Exhibit 10.3
SETTLEMENT AGREEMENT
--------------------
This Settlement Agreement (this "Agreement"), effective as of December 31,
---------
2005, is made by and among American Leisure Equities Corporation, a Florida
corporation (the "Purchaser"); American Leisure Holdings Inc., a Nevada
---------
corporation (the "Parent"); and Around The World Travel, Inc., a Florida
------
corporation (the "Seller").
------
RECITALS
A. The Purchaser, the Parent and the Seller have entered into a certain
Asset Purchase Agreement dated as of December 30, 2004 (the "Original Purchase
Agreement"), pursuant to which the Seller sold and the Purchaser purchased
certain of the assets of the Seller (the "Assets").
B. The Purchaser, the Parent and the Seller have also entered into a
certain First Amendment to Asset Purchase Agreement dated as of March 31, 2005
(the "First Amendment"), pursuant to which the parties agreed to modify certain
---------------
of the provisions of the Original Purchase Agreement. (The Original Purchase
Agreement, as amended by the First Amendment, is hereinafter referred to as the
"Purchase Agreement").
-------------------
C. On or about November 14, 2005, the Purchaser and Parent asserted certain
claims against the Seller (the "Purchaser Claims") with respect to the alleged
----------------
breach of the Purchase Agreement and the Management Agreement dated January 1,
2005, by and among the Purchaser and the Seller (the "Management Agreement").
--------------------
D. After negotiations among the parties, the parties have agreed to settle
the Purchaser Claims on the terms set forth in this Agreement.
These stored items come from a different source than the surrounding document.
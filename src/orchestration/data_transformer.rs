//! # Data Transformer
//!
//! Data stage of the pipeline. Mirrors the stream orchestrator for a single
//! raw data unit: guards, processor lookup, `process_data`, then either the
//! success transition, nothing (explicit abort) or the shared retry policy.
//!
//! A unit is claimed (PENDING to PROCESSING) right before invocation, so a
//! redelivered message for the same unit is skipped instead of publishing
//! its results twice. A unit whose processor only stopped the run is handed
//! back to PENDING. Exhausting a data unit's retry budget leaves the run
//! running.
//!
//! Units left PENDING by a run pause are re-emitted when the run continues;
//! see [`StreamMaintenance::continue_processing_run_streams`](super::StreamMaintenance::continue_processing_run_streams).

use super::context::{AbortKind, DataContext};
use super::outcome::{InvocationOutcome, SkipReason};
use super::retry_policy::{FailedUnit, FailureOutcome, RetryPolicy, UnitKind};
use super::services::WorkerServices;
use crate::constants::{error_codes, locations};
use crate::error::{IntegrationStreamError, Result};
use crate::logging::log_data_operation;
use crate::models::{DataProcessingInfo, StructuredError};
use crate::state_machine::{DataUnitState, RunState};
use serde_json::json;
use tracing::{debug, error, info, instrument, warn};
use uuid::Uuid;

#[derive(Debug)]
pub struct DataTransformer {
    services: WorkerServices,
    retry_policy: RetryPolicy,
}

impl DataTransformer {
    pub fn new(services: WorkerServices) -> Self {
        let retry_policy = RetryPolicy::from_config(&services.config);
        Self {
            services,
            retry_policy,
        }
    }

    #[instrument(skip(self), fields(data_id = %data_id))]
    pub async fn process_data(&self, data_id: Uuid) -> Result<InvocationOutcome> {
        let info = match self.services.store.get_data_info(data_id).await {
            Ok(Some(info)) => info,
            Ok(None) => {
                warn!("Data unit not found, already handled or invalid");
                return Ok(InvocationOutcome::NotFound);
            }
            Err(IntegrationStreamError::ContractViolation { code, message }) => {
                error!(code = %code, "Data unit violates its owner contract: {message}");
                let structured =
                    StructuredError::new(locations::CHECK_DATA_PROCESSOR, "Invalid data unit!")
                        .with_error_message(message)
                        .with_code(code);
                self.services
                    .store
                    .mark_data_error(data_id, &structured)
                    .await?;
                return Ok(InvocationOutcome::Failed(FailureOutcome::UnitFailed));
            }
            Err(err) => return Err(err),
        };

        if let Some(reason) = Self::check_guards(&info) {
            info!(data_id = %data_id, reason = ?reason, "Skipping data unit");
            return Ok(InvocationOutcome::Skipped(reason));
        }

        let outcome = self.invoke(&info).await?;
        log_data_operation(
            "process_data",
            info.data.id,
            info.data.stream_id,
            &info.integration.platform,
            outcome.status(),
            None,
        );
        Ok(outcome)
    }

    fn check_guards(info: &DataProcessingInfo) -> Option<SkipReason> {
        if let Some(run) = &info.run {
            match run.state {
                RunState::Error => return Some(SkipReason::RunStopped),
                RunState::Delayed => return Some(SkipReason::RunDelayed),
                RunState::IntegrationDeleted => return Some(SkipReason::RunDeleted),
                _ => {}
            }
        }

        if info.integration.needs_reconnect() {
            return Some(SkipReason::NeedsReconnect);
        }

        if info.data.state != DataUnitState::Pending {
            return Some(SkipReason::NotPending(info.data.state.to_string()));
        }

        None
    }

    async fn invoke(&self, info: &DataProcessingInfo) -> Result<InvocationOutcome> {
        let store = &self.services.store;
        let unit = &info.data;
        let platform = info.integration.platform.as_str();

        let Some(processor) = self.services.registry.get(platform) else {
            let structured = StructuredError::new(
                locations::CHECK_DATA_PROCESSOR,
                "No data processor found for integration!",
            )
            .with_metadata(Some(json!({ "type": platform })))
            .with_code(error_codes::NO_PROCESSOR);
            error!(data_id = %unit.id, platform, "No data processor found for integration");

            store.mark_data_error(unit.id, &structured).await?;
            return Ok(InvocationOutcome::Failed(FailureOutcome::UnitFailed));
        };

        if !store.claim_data(unit.id).await? {
            info!(data_id = %unit.id, "Data unit claimed by another delivery");
            return Ok(InvocationOutcome::Skipped(SkipReason::AlreadyClaimed));
        }

        let ctx = DataContext::new(self.services.clone(), info);
        debug!(data_id = %unit.id, stream_id = %unit.stream_id, "Invoking data processor");
        let result = processor.process_data(&ctx).await;

        if let Some(kind) = ctx.aborted() {
            info!(data_id = %unit.id, abort = ?kind, "Processor aborted data unit");
            if kind == AbortKind::Run && unit.scope.run_id().is_some() {
                store.reset_data(unit.id).await?;
            }
            return Ok(InvocationOutcome::Aborted(kind));
        }

        match result {
            Ok(()) => {
                store.mark_data_processed(unit.id).await?;
                Ok(InvocationOutcome::Processed)
            }
            Err(err) => {
                error!(
                    data_id = %unit.id,
                    platform,
                    retries = unit.retries,
                    error = %err,
                    "Error while processing data!"
                );

                let failed = FailedUnit {
                    kind: UnitKind::Data,
                    id: unit.id,
                    scope: unit.scope,
                    retries: unit.retries,
                };
                let outcome = self
                    .retry_policy
                    .apply(
                        store.as_ref(),
                        &failed,
                        &err,
                        locations::DATA_PROCESS,
                        "Error while processing data!",
                        Some(json!({ "streamId": unit.stream_id })),
                    )
                    .await?;
                Ok(InvocationOutcome::Failed(outcome))
            }
        }
    }
}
NOW THEREFORE, in consideration of the mutual promises set forth in this
Agreement, and other good and valuable consideration, the receipt and adequacy
of which is hereby acknowledged, the parties hereby agree as follows:
1. Defined Terms. Capitalized terms used in this Agreement, unless
--------------
otherwise defined in this Agreement, have the meanings given to them in the
Purchase Agreement.
2. Certain Acknowledgements. The parties hereby acknowledge the following:
------------------------
(a) Under the terms of the Purchase Agreement, the Purchase Price for
the Assets was to be $17,500,000, which amount was to be paid by the
Purchaser as follows:
Form of Consideration Amount
----------------------- ------
Assumption of designated liabilities $4,242,051
Forgiveness of loans and indebtedness
owed by Seller to Parent $4,774,619
Issuance of note by Purchaser to Seller
(the "Purchaser Note") $8,483,330
(b) The Purchaser has previously repaid a portion of the principal
amount of the Purchaser Note through: (i) the transfer of certain assets by
the Purchaser to the Seller (consisting of certain accounts receivable,
prepaid expenses and deposits); (ii) the retention of the proceeds from
certain accounts receivable sold by Seller to Purchaser; and (iii) payments
made by the Purchaser to the Seller. The parties acknowledge and agree that
the outstanding balance of the Purchaser Note as of December 31, 2005 was
$5,297,788.
(c) Based upon negotiations between the parties with respect to the
Purchaser Claims, the parties have agreed to reduce the Purchase Price from
$17,500,000 to $9,000,000 in consideration of the release of the Purchaser
Claims pursuant to Section 4 of this Agreement.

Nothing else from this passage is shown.